> [What this task involves] Find the word "clear" below. Copy each line that has it.

(Collected data)
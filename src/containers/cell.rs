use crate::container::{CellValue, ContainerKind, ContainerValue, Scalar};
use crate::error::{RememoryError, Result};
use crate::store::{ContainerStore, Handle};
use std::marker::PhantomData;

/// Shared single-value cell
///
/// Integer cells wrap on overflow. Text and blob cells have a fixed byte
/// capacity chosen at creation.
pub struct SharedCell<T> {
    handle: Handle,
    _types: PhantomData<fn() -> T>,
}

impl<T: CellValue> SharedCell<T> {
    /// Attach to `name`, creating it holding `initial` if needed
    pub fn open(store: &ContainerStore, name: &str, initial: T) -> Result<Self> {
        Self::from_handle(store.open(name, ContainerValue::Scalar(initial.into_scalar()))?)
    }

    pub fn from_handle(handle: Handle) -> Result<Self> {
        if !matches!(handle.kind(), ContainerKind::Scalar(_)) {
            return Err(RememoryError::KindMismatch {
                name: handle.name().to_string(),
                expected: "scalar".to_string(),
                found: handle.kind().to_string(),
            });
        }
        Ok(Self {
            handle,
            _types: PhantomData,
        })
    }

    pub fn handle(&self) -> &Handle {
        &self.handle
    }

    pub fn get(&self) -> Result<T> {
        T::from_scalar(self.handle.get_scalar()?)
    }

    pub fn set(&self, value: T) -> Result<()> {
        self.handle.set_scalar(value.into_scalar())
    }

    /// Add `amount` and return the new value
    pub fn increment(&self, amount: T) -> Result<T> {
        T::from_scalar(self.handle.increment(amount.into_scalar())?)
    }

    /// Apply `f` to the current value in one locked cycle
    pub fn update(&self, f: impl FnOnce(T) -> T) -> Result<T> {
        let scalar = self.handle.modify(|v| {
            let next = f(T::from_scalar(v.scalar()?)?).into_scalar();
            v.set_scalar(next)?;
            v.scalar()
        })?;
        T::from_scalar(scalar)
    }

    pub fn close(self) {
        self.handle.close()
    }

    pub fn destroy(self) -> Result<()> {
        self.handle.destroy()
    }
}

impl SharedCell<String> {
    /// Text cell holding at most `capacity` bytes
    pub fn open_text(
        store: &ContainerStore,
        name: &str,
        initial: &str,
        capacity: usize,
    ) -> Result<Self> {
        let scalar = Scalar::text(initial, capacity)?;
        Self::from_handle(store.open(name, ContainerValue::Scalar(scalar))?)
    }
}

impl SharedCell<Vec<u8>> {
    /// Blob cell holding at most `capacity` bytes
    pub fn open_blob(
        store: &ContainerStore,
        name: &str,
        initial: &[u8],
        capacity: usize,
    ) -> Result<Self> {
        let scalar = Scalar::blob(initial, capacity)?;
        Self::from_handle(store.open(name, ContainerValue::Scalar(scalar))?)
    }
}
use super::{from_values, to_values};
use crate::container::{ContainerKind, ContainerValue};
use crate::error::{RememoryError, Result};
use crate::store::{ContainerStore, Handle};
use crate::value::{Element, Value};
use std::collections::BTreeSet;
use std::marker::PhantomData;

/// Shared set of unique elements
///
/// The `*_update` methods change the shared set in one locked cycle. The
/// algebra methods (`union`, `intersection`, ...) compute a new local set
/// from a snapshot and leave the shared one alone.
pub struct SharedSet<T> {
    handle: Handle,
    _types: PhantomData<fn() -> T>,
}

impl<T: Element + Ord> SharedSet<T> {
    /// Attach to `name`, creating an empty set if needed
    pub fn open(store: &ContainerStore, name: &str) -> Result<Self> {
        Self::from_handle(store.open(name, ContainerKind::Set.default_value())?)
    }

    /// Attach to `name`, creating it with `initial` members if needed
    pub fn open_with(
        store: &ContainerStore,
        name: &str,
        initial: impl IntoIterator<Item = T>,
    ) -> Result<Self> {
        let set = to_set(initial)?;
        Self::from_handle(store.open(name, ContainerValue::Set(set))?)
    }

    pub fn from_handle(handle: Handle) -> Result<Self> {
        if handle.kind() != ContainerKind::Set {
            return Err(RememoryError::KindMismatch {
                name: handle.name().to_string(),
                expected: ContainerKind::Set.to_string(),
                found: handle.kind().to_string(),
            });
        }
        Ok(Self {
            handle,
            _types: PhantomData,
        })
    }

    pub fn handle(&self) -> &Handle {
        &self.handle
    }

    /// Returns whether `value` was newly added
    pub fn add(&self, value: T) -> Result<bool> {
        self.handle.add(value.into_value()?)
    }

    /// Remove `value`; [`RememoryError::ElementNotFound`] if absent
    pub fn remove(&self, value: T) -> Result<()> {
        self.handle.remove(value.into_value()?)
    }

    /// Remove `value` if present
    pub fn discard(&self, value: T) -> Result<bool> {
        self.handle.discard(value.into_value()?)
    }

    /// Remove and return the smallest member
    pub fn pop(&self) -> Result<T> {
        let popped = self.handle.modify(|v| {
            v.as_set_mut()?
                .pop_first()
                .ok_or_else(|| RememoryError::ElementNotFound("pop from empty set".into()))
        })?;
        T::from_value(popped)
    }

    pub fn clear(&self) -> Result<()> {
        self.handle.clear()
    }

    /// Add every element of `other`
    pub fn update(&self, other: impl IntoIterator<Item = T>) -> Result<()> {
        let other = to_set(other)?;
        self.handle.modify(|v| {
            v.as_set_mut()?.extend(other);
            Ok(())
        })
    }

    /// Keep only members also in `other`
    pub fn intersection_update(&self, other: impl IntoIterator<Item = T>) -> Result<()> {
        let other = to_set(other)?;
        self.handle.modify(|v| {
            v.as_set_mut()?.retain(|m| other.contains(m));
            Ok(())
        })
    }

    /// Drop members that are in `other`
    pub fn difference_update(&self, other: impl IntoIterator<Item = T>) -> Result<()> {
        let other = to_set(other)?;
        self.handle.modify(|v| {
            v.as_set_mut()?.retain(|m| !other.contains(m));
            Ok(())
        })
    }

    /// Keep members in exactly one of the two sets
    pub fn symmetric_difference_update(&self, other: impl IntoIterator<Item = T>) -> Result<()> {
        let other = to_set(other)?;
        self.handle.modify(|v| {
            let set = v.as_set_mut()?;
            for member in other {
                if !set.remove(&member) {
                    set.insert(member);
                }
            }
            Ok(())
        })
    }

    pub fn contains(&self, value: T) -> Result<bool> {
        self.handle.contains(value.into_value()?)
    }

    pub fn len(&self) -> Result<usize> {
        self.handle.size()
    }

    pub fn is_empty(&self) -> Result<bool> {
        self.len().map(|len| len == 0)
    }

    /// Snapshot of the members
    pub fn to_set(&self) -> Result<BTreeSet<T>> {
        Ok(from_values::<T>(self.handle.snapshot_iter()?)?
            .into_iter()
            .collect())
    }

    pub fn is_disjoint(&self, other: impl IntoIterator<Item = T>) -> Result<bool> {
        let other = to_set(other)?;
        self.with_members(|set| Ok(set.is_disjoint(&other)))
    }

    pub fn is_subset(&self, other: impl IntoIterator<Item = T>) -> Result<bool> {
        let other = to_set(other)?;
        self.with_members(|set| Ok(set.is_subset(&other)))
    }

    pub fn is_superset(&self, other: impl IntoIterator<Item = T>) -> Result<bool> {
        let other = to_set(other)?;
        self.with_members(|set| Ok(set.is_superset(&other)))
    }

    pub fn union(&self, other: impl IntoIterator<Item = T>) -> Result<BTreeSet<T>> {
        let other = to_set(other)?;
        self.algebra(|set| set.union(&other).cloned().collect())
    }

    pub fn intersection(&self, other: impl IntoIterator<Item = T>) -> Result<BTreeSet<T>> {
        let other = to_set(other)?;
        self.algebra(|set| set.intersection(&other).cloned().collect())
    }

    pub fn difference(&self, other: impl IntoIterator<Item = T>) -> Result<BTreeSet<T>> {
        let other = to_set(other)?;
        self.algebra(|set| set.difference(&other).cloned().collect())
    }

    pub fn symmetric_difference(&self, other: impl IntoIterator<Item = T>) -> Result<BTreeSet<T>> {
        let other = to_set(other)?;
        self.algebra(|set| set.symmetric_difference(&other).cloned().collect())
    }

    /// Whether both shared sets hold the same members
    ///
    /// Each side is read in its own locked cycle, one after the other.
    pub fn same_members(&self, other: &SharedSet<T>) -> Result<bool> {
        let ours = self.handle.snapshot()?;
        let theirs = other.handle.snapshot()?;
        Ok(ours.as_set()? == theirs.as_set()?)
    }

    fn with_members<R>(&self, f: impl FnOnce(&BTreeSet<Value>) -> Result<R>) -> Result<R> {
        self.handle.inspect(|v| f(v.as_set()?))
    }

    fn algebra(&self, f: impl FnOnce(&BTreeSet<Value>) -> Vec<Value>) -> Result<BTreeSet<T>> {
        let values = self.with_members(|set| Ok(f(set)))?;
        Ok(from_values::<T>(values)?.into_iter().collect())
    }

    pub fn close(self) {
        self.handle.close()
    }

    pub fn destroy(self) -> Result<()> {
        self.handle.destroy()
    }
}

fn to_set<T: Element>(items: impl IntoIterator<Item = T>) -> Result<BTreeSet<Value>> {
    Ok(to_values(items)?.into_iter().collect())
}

> [Result of the exercise]
    pub fn clear(&self) -> Result<()> {
        self.handle.clear()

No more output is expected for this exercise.